Let’s start with the riddle: What element of website design influences the content balance, alignment, hierarchy, contrast, rhythm, proximity, and space? That’s all about typography and fonts in particular.
There are 550,000+ great fonts; even some sites propose font galleries or even hold competitions for the best font. All these great fonts with incorrect combinations can either make a site look fantastic or bury a project.
Although typography has a crucial meaning for site perception, its selection can be an exciting design stage. On the one hand, an attempt to apply all beauty elements on the same site is a schtick of a beginner. On the other hand, inappropriate fonts are glaringly unsound.
Let’s talk about how to choose the best font combinations for websites. Here I collected some life hacks and rules to make your website picturesque and attractive.
- Why Do Fonts Matter?
- Sharing the Font Basics
- Font Pairing Best Practices
- Font Combination Rules
Why Do Fonts Matter?
Readability and the sense of the content are the two sides of the same coin. Typography (i.e., fonts and their positions) is visuals, too. Good fonts and font pairings brighten the site and create accents while reading. It can be the cornerstone of a design. Font sizes, width, and colors impact users’ interaction with the site in the following ways:
- contribute to the brand style;
- highlight the crucial info by making the accents;
- complement graphic balance;
- draw attention to some sections of the site.
Sharing the Font Basics
What is the font? Let’s look at the main font styles and how people usually perceive them. There are the following font families:
The incredible thing here is that most sites use basic fonts, although there are many options to make any text stylish. One can try many font combinations, use a font pairing chart, and check its appearance through CMS platforms, website builders, font selection services, font pairing collections, or font pairing generators.
Font Pairing Best Practices
How to find the font? Web design considers fonts and font combinations as design elements, and the Awwwards nominees confirm this. Here are the best practices in this area:
- Typography fonts should contribute to the general site design and the company’s business profile, as this brick-like font on the site of a construction company.
- All fonts must be of sufficient size and visible in the background.
- Even standard fonts are OK. Arial is a good font for this designer’s site.
- There is no need to use many fonts; two fonts are enough.
- Weird fonts are great for promotion only.
Font Combination Rules
The general recommendations here are the following:
- Consider the target audience and do not use too artistic fonts for a conservative audience (i.e., do not use comic fonts or acid colors for legal firms, banks, etc.).
- Do not apply effects to fonts since shadows, 3D, and textures interfere with the perception of the text.
- Use a uniform style of the content and choose the right background.
- The most popular fonts are the proven way to make your site OK.
The more detailed recommendations:
- Do not stretch or compress font width.
- Do not increase or decrease the space between letters or make rows too dense.
- Underlined text looks like a hyperlink and decreases readability.
- A single word at the end of a paragraph or the beginning of the next column looks bad.
- Too much uneven text in the paragraph looks distracting.

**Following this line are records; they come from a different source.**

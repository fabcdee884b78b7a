//! Fleet commands: list, start, stop, accelerator changes, SSH config sync.
//!
//! [`Fleet`] is generic over the [`ComputeApi`] seam so commands run
//! unchanged against the REST client in production and scripted doubles in
//! tests. Execution is strictly sequential: one command per invocation, the
//! only suspension point is the operation polling loop.

mod gpu;
#[cfg(test)]
mod tests;
mod wait;

use std::io::Write;
use std::time::Duration;

use thiserror::Error;

use crate::api::types::Instance;
use crate::api::{ComputeApi, ZoneScope};
use crate::ssh_config::{SshConfigError, SshConfigFile};

pub use gpu::{GpuKind, UnknownGpu};

const POLL_INTERVAL: Duration = Duration::from_secs(1);
const WAIT_TIMEOUT: Duration = Duration::from_secs(600);

/// Errors surfaced while driving fleet commands.
#[derive(Debug, Error)]
pub enum FleetError<ApiError>
where
    ApiError: std::error::Error + 'static,
{
    /// Raised when a compute API call fails (connectivity, auth, quota, or a
    /// provider-side rejection of the request).
    #[error("compute API request failed: {0}")]
    Api(#[source] ApiError),
    /// Raised when a finished operation carries an error payload. The
    /// mutation is never retried.
    #[error("operation {operation} failed: {message}")]
    Operation {
        /// Operation name reported by the service.
        operation: String,
        /// Error payload rendered as code/message pairs.
        message: String,
    },
    /// Raised when an operation does not finish within the wait timeout.
    #[error("operation {operation} did not finish within {seconds} seconds")]
    Timeout {
        /// Operation name being waited on.
        operation: String,
        /// Configured wait bound in seconds.
        seconds: u64,
    },
    /// Raised when an instance has no externally routable address.
    #[error("instance {instance} has no external IP; is it running?")]
    MissingExternalAddress {
        /// Instance that was targeted.
        instance: String,
    },
    /// Raised when the SSH config file cannot be updated.
    #[error("failed to update SSH config: {0}")]
    SshConfig(#[source] SshConfigError),
}

/// Drives the instance commands against a compute API implementation.
#[derive(Clone, Debug)]
pub struct Fleet<C: ComputeApi> {
    api: C,
    poll_interval: Duration,
    wait_timeout: Duration,
}

impl<C: ComputeApi> Fleet<C> {
    /// Creates a fleet handle with the default polling cadence.
    #[must_use]
    pub const fn new(api: C) -> Self {
        Self {
            api,
            poll_interval: POLL_INTERVAL,
            wait_timeout: WAIT_TIMEOUT,
        }
    }

    /// Overrides the operation polling interval.
    ///
    /// This is primarily used by tests to keep polling scenarios fast.
    #[must_use]
    pub const fn with_poll_interval(mut self, interval: Duration) -> Self {
        self.poll_interval = interval;
        self
    }

    /// Overrides the operation wait timeout.
    ///
    /// This is primarily used by tests to keep timeout scenarios fast.
    #[must_use]
    pub const fn with_wait_timeout(mut self, timeout: Duration) -> Self {
        self.wait_timeout = timeout;
        self
    }

    /// Writes one line per instance in scope. An empty fleet writes nothing.
    ///
    /// # Errors
    ///
    /// Returns [`FleetError::Api`] when the listing call fails.
    pub async fn list<W: Write>(
        &self,
        scope: &ZoneScope,
        out: &mut W,
    ) -> Result<(), FleetError<C::Error>> {
        let instances = self
            .api
            .list_instances(scope)
            .await
            .map_err(FleetError::Api)?;
        for entry in &instances {
            writeln!(out, "{}", instance_line(entry)).ok();
        }
        Ok(())
    }

    /// Starts an instance and waits for the operation to finish.
    ///
    /// # Errors
    ///
    /// Returns [`FleetError::Api`] when the start call fails, plus any error
    /// from [`Fleet::wait_for_operation`].
    pub async fn start<W: Write>(
        &self,
        scope: &ZoneScope,
        instance: &str,
        progress: &mut W,
    ) -> Result<(), FleetError<C::Error>> {
        let operation = self
            .api
            .start_instance(scope, instance)
            .await
            .map_err(FleetError::Api)?;
        self.wait_for_operation(scope, &operation.name, progress)
            .await?;
        Ok(())
    }

    /// Stops an instance and waits for the operation to finish.
    ///
    /// # Errors
    ///
    /// Returns [`FleetError::Api`] when the stop call fails, plus any error
    /// from [`Fleet::wait_for_operation`].
    pub async fn stop<W: Write>(
        &self,
        scope: &ZoneScope,
        instance: &str,
        progress: &mut W,
    ) -> Result<(), FleetError<C::Error>> {
        let operation = self
            .api
            .stop_instance(scope, instance)
            .await
            .map_err(FleetError::Api)?;
        self.wait_for_operation(scope, &operation.name, progress)
            .await?;
        Ok(())
    }

    /// Reconfigures the instance's accelerator and waits for the operation.
    ///
    /// The instance's current state is not pre-checked; the service rejects
    /// reconfiguration of a running instance and that error is surfaced
    /// as-is.
    ///
    /// # Errors
    ///
    /// Returns [`FleetError::Api`] when the reconfiguration call fails, plus
    /// any error from [`Fleet::wait_for_operation`].
    pub async fn set_accelerator<W: Write>(
        &self,
        scope: &ZoneScope,
        instance: &str,
        gpu: GpuKind,
        progress: &mut W,
    ) -> Result<(), FleetError<C::Error>> {
        let body = gpu.machine_resources(scope);
        let operation = self
            .api
            .set_machine_resources(scope, instance, &body)
            .await
            .map_err(FleetError::Api)?;
        self.wait_for_operation(scope, &operation.name, progress)
            .await?;
        Ok(())
    }

    /// Resolves the instance's external address and rewrites the SSH config
    /// to carry exactly one up-to-date block for it.
    ///
    /// # Errors
    ///
    /// Returns [`FleetError::Api`] when the instance lookup fails,
    /// [`FleetError::MissingExternalAddress`] when no interface carries an
    /// external address, and [`FleetError::SshConfig`] when the file cannot
    /// be rewritten.
    pub async fn sync_ssh<W: Write>(
        &self,
        scope: &ZoneScope,
        instance: &str,
        ssh: &SshConfigFile,
        out: &mut W,
    ) -> Result<(), FleetError<C::Error>> {
        let details = self
            .api
            .get_instance(scope, instance)
            .await
            .map_err(FleetError::Api)?;
        let address = details
            .external_ip()
            .ok_or_else(|| FleetError::MissingExternalAddress {
                instance: instance.to_owned(),
            })?;
        ssh.update(instance, address).map_err(FleetError::SshConfig)?;
        writeln!(out, "Host {instance} has been added to {}", ssh.path()).ok();
        Ok(())
    }
}

/// Renders one listing line for an instance: name, status, machine type,
/// accelerators as `model*count`, and every external address.
#[must_use]
pub fn instance_line(instance: &Instance) -> String {
    use std::fmt::Write as _;

    let mut line = format!(
        " - {}, {}, {}",
        instance.name,
        instance.status,
        instance.machine_type_short()
    );
    for accelerator in &instance.guest_accelerators {
        write!(line, ", {}*{}", accelerator.model(), accelerator.accelerator_count).ok();
    }
    for address in instance.external_ips() {
        write!(line, ", {address}").ok();
    }
    line
}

- Too small font size makes the text illegible.
- Consider font adaptivity to different browsers and devices, and use system and web fonts, as well as font libraries.
It was information on the one font usage. Now I’ll talk about the mutual position, font pairings, and font combinations.
Successful font combinations use the principle of harmony or contrast. The fonts should have some standard features or be completely different.
Bad font combinations mean mixing overly different fonts and font families and mixing too different styles.
The images below illustrate the good (right) and bad (left) font combinations.
- Combining a serif font for the headlining and a sans serif font for texts looks great.
- Balance the font size on the page, as people are more likely to close the page than zoom it on the browser. Besides, the preferred font size ranges from 14 pt (text) to 25 pt (headings).
- Provide visual hierarchy: the bigger font size refers to the more significant heading. For example, the H1 title is 300% of the font size used in the body text, and the H2 title is 200% of the body text font size.
- Use only two fonts, including bold and italic options, to provide enough contrast to the text. Do not apply italic options to headings and text; use a script font for the title and italic options for the main text.
Nothing hurts the eye like a lousy font combination. Therefore, correct font combinations are the key to making the site more stylish, usable, and attractive. Any font can be as beautiful as you like, high quality, or suitable for your task.
Before choosing fonts, figure out the tasks the font should perform in the site’s purpose frame. Maybe it will call visitors to action, highlight issues, and emphasize the text’s aggressiveness or lyricism. If you want to achieve expressiveness, use fonts of different families (serifs and sans serifs). If you seek to make the text more visually connected, use fonts of the same family.
Fonts have different options. Therefore font combinations make your design more effective and highlight the essential info. But the wrong font, width, or spacing can scare users away from the site. Good font pairings envisage no more than two or three harmonious sets. Often, fonts compliment each other but do not compete. Any font combination should include only one unusual, extravagant or defiant font. This approach will make the typography readable and balanced.